4. May Help You Perform
Feel like something’s just not clicking when you’re on the dance floor, on stage as an actor or musician, or on the field as an athlete? According to the FGNA, practicing Feldenkrais awareness through movement can help you find connection in yourself, improve self-awareness, and unlock mental roadblocks. Stein works with many professional dancers on technical elements of their craft that they report feeling stuck on. “We work on finding the tiny place in their anatomy that needs adjustment to make that movement easier. Or if they have a chronic glitch, we find a way to work more efficiently with that so that it doesn’t cause more problems later,” she explains. This can extend to all types of athletics or art to fine-tune your movements as you perform.
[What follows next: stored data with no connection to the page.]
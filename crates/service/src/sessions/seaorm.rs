use async_trait::async_trait;
use chrono::{Duration, Utc};
use sea_orm::{DatabaseConnection, EntityTrait};
use tracing::debug;

use crate::auth::domain::AuthUser;
use crate::sessions::{generate_token, CurrentUser, IssuedSession, SessionError, SessionStore};

/// Session store backed by the `session` table.
pub struct SeaOrmSessionStore {
    pub db: DatabaseConnection,
}

#[async_trait]
impl SessionStore for SeaOrmSessionStore {
    async fn create(&self, user: &AuthUser, ttl: Duration) -> Result<IssuedSession, SessionError> {
        let token = generate_token();
        let expires_at = Utc::now() + ttl;
        models::session::create(&self.db, user.id, &token, expires_at.into())
            .await
            .map_err(|e| SessionError::Repository(e.to_string()))?;
        Ok(IssuedSession { token, expires_at })
    }

    async fn resolve(&self, token: &str) -> Result<Option<CurrentUser>, SessionError> {
        let Some(session) = models::session::find_by_token(&self.db, token)
            .await
            .map_err(|e| SessionError::Repository(e.to_string()))?
        else {
            return Ok(None);
        };

        if session.expires_at < Utc::now() {
            // Lazy cleanup; an expired row is as good as absent.
            let _ = models::session::delete_by_token(&self.db, token)
                .await
                .map_err(|e| SessionError::Repository(e.to_string()))?;
            debug!(session_id = %session.id, "expired session removed");
            return Ok(None);
        }

        let user = models::user::Entity::find_by_id(session.user_id)
            .one(&self.db)
            .await
            .map_err(|e| SessionError::Repository(e.to_string()))?;
        Ok(user.map(|u| CurrentUser { id: u.id, email: u.email, name: u.name }))
    }

    async fn revoke(&self, token: &str) -> Result<bool, SessionError> {
        models::session::delete_by_token(&self.db, token)
            .await
            .map_err(|e| SessionError::Repository(e.to_string()))
    }
}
5. May Help Support Healthy Aging
Arguably, Feldenkrais isn’t considered exercise per se, but it can encourage maintaining a movement practice as you age, research suggests. In an interview study that asked eight older Feldenkrais participants what they liked about the practice, they said that it provided a means for gentle exercise, movement, and mindfulness. Older adults signed up for classes to help improve their performance during daily activities, and some reported better functionality, noting they found it easier to climb stairs. People in the study also liked the type of movement the method offers: For the majority of people, it doesn’t raise the heart rate or demand heavy breathing, which made Feldenkrais particularly attractive. Also, the noncompetitive nature of classes — mindful movement without expectation or judgment — was particularly beneficial for attendees’ well-being.